The long-dead woolly mammoth will be reborn by 2027, claims Colossal, a biotech company based in Dallas, Texas, USA.
Last year, the company secured an additional $60 million in funding to continue the mammoth gene-editing work it began in 2021.
If successful, Colossal will not only bring back the extinct species, which the company often refers to not as a mammoth, but as a “cold-resistant elephant”, but also place it in the same ecosystem in which it once lived.
Colossal calls the large-scale colonization of the Arctic “cold-resistant elephant” part of the health of the Arctic ecosystem, and also believes that this will have a beneficial effect on the health of the global ecosystem.
Initially, Colossal hoped to populate the northern part of Russian Siberia with mammoths, but due to the tense political situation, they had to look for other options. It is possible that they will work in Canada or Alaska.
The woolly mammoth’s DNA is 99.6% identical to that of the Asian elephant, leading Colossal to believe this is the main key to achieving their goal.

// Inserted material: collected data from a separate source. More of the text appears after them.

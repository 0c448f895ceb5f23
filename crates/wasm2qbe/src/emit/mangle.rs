//! Symbol naming.
//!
//! QBE identifiers are limited to `[A-Za-z0-9_]` here (anything else is
//! escaped as `_xHH`) and to [`MAX_SYMBOL_LEN`] bytes. A per-module
//! [`SymbolTable`] hands out names so that no two entities share a symbol,
//! and no entity takes a runtime symbol.

use fnv::{FnvHashSet, FnvHasher};
use heck::ToSnakeCase;
use std::hash::Hasher;
use wasm2qbe_abi::{
    RuntimeFn, TrapKind, EXPORT_PREFIX, MEMORY_BASE, MEMORY_SIZE, MODULE_INIT, RESERVED_PREFIX,
};

/// Longest symbol emitted. QBE rejects identifiers of 80 bytes or more.
pub const MAX_SYMBOL_LEN: usize = 64;

/// Escape every byte outside `[A-Za-z0-9_]`, and a leading digit.
pub fn escape(name: &str) -> String {
    let mut out = String::with_capacity(name.len());
    for (i, b) in name.bytes().enumerate() {
        match b {
            b'0'..=b'9' if i == 0 => {
                out.push('_');
                out.push(b as char);
            }
            b'A'..=b'Z' | b'a'..=b'z' | b'0'..=b'9' | b'_' => out.push(b as char),
            _ => out.push_str(&format!("_x{:02x}", b)),
        }
    }
    out
}

/// Linker name of an export.
///
/// Names get the `wasm_` prefix unless they already carry it (or the
/// reserved `__wasm_` prefix) or are `_start`. Applying this twice gives the
/// same result as applying it once.
pub fn mangle_export(name: &str) -> String {
    let escaped = escape(name);
    if escaped == "_start"
        || escaped.starts_with(EXPORT_PREFIX)
        || escaped.starts_with(RESERVED_PREFIX)
    {
        escaped
    } else {
        format!("{}{}", EXPORT_PREFIX, escaped)
    }
}

/// Linker name of an imported function or global.
///
/// WASI imports resolve to the runtime's `__wasi_<name>`; `env` imports keep
/// their bare name so they link against plain C functions; anything else is
/// `<module>_<name>`.
pub fn import_symbol(module: &str, name: &str) -> String {
    if let Some(sym) = wasm2qbe_abi::wasi_symbol(module, name) {
        return escape(&sym.to_string());
    }
    if module == "env" {
        escape(name)
    } else {
        escape(&format!("{}_{}", module, name))
    }
}

/// Internal symbol of defined function `idx`, with its debug name when it
/// has one.
pub fn internal_func_name(idx: u32, debug_name: Option<&str>) -> String {
    match debug_name {
        Some(name) => {
            let snake = escape(&name.to_snake_case());
            format!("{}f{}_{}", RESERVED_PREFIX, idx, snake.trim_start_matches('_'))
        }
        None => format!("{}f{}", RESERVED_PREFIX, idx),
    }
}

/// Shorten `sym` to [`MAX_SYMBOL_LEN`] by replacing its tail with the
/// FNV-1a hash of the whole name.
pub fn shorten(sym: &str) -> String {
    if sym.len() <= MAX_SYMBOL_LEN {
        return sym.to_string();
    }
    let mut hasher = FnvHasher::default();
    hasher.write(sym.as_bytes());
    let hash = format!("_{:016x}", hasher.finish());
    // Escaped symbols are ASCII, so any byte index is a char boundary.
    format!("{}{}", &sym[..MAX_SYMBOL_LEN - hash.len()], hash)
}

/// Symbols already handed out in one module.
#[derive(Debug)]
pub struct SymbolTable {
    used: FnvHashSet<String>,
}

impl Default for SymbolTable {
    fn default() -> Self {
        Self::new()
    }
}

impl SymbolTable {
    /// A table with every runtime symbol already taken.
    pub fn new() -> Self {
        let mut used = FnvHashSet::default();
        for f in RuntimeFn::ALL {
            used.insert(f.symbol().to_string());
        }
        for t in TrapKind::ALL {
            used.insert(t.symbol().to_string());
        }
        for s in [MEMORY_BASE, MEMORY_SIZE, MODULE_INIT] {
            used.insert(s.to_string());
        }
        Self { used }
    }

    pub fn contains(&self, sym: &str) -> bool {
        self.used.contains(sym)
    }

    /// Claim an exact name that must not change, such as an import.
    /// Several claims of the same name share it.
    pub fn claim(&mut self, sym: &str) {
        self.used.insert(sym.to_string());
    }

    /// Hand out a fresh symbol as close to `wanted` as possible: shortened
    /// if too long, then suffixed with `_<n>` until unused.
    pub fn intern(&mut self, wanted: &str) -> String {
        let base = shorten(wanted);
        if self.used.insert(base.clone()) {
            return base;
        }
        let mut n = 1u32;
        loop {
            let suffix = format!("_{}", n);
            let candidate = if base.len() + suffix.len() > MAX_SYMBOL_LEN {
                format!("{}{}", &base[..MAX_SYMBOL_LEN - suffix.len()], suffix)
            } else {
                format!("{}{}", base, suffix)
            };
            if self.used.insert(candidate.clone()) {
                return candidate;
            }
            n += 1;
        }
    }
}

#[cfg(test)]
mod tests {
    use super::*;

    #[test]
    fn test_export_prefix() {
        assert_eq!(mangle_export("main"), "wasm_main");
        assert_eq!(mangle_export("wasm_main"), "wasm_main");
        assert_eq!(mangle_export("__wasm_call_ctors"), "__wasm_call_ctors");
        assert_eq!(mangle_export("_start"), "_start");
    }

    #[test]
    fn test_mangle_is_idempotent() {
        for name in ["add", "a.b-c", "wasm_x", "_start", "1st", "héllo", "", "__wasm_f"] {
            let once = mangle_export(name);
            assert_eq!(mangle_export(&once), once, "{:?}", name);
        }
    }

    #[test]
    fn test_escape() {
        assert_eq!(escape("a.b"), "a_x2eb");
        assert_eq!(escape("9lives"), "_9lives");
        assert_eq!(escape("ok_name"), "ok_name");
    }

    #[test]
    fn test_import_symbols() {
        assert_eq!(import_symbol("wasi_snapshot_preview1", "fd_write"), "__wasi_fd_write");
        assert_eq!(import_symbol("env", "puts"), "puts");
        assert_eq!(import_symbol("math", "sin"), "math_sin");
    }

    #[test]
    fn test_internal_names_use_snake_case() {
        assert_eq!(internal_func_name(3, Some("computeSum")), "__wasm_f3_compute_sum");
        assert_eq!(internal_func_name(7, None), "__wasm_f7");
    }

    #[test]
    fn test_long_names_are_shortened_deterministically() {
        let long = "x".repeat(200);
        let a = shorten(&long);
        assert_eq!(a.len(), MAX_SYMBOL_LEN);
        assert_eq!(a, shorten(&long));
        assert_ne!(a, shorten(&format!("{}y", long)));
    }

    #[test]
    fn test_table_is_injective() {
        let mut table = SymbolTable::new();
        let a = table.intern("wasm_f");
        let b = table.intern("wasm_f");
        let c = table.intern("wasm_f");
        assert_eq!(a, "wasm_f");
        assert_eq!(b, "wasm_f_1");
        assert_eq!(c, "wasm_f_2");
    }

    #[test]
    fn test_runtime_symbols_are_reserved() {
        let mut table = SymbolTable::new();
        assert_eq!(table.intern("__wasm_memory"), "__wasm_memory_1");
        assert!(table.contains("__wasm_trap_unreachable"));
    }

    #[test]
    fn test_shortened_collisions_stay_in_bounds() {
        let mut table = SymbolTable::new();
        let long = "y".repeat(100);
        let a = table.intern(&long);
        let b = table.intern(&long);
        assert_ne!(a, b);
        assert!(b.len() <= MAX_SYMBOL_LEN);
    }
}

“In the minds of many, the mammoth has disappeared forever. But not in the minds of our scientists, nor in our company’s laboratories. We are already in the process of recovering the woolly mammoth.
“Our teams have collected viable DNA samples and are editing the genes that will allow this wonderful megafauna to again make noise in the Arctic”, the company said in a statement.
By editing the genes of Asian elephants and mammoths, Colossal scientists want to create a woolly mammoth embryo, which will then be placed in the uterus of an African elephant.
Why not Asian? Because African elephants are larger and this will help the elephant safely endure and give birth to a mammoth.
When there are enough of these mammoths to create a herd, they will be relocated to the Arctic zone, where the peculiarities of their diet will help the local flora. Especially if in the future herds of mammoths will migrate back and forth.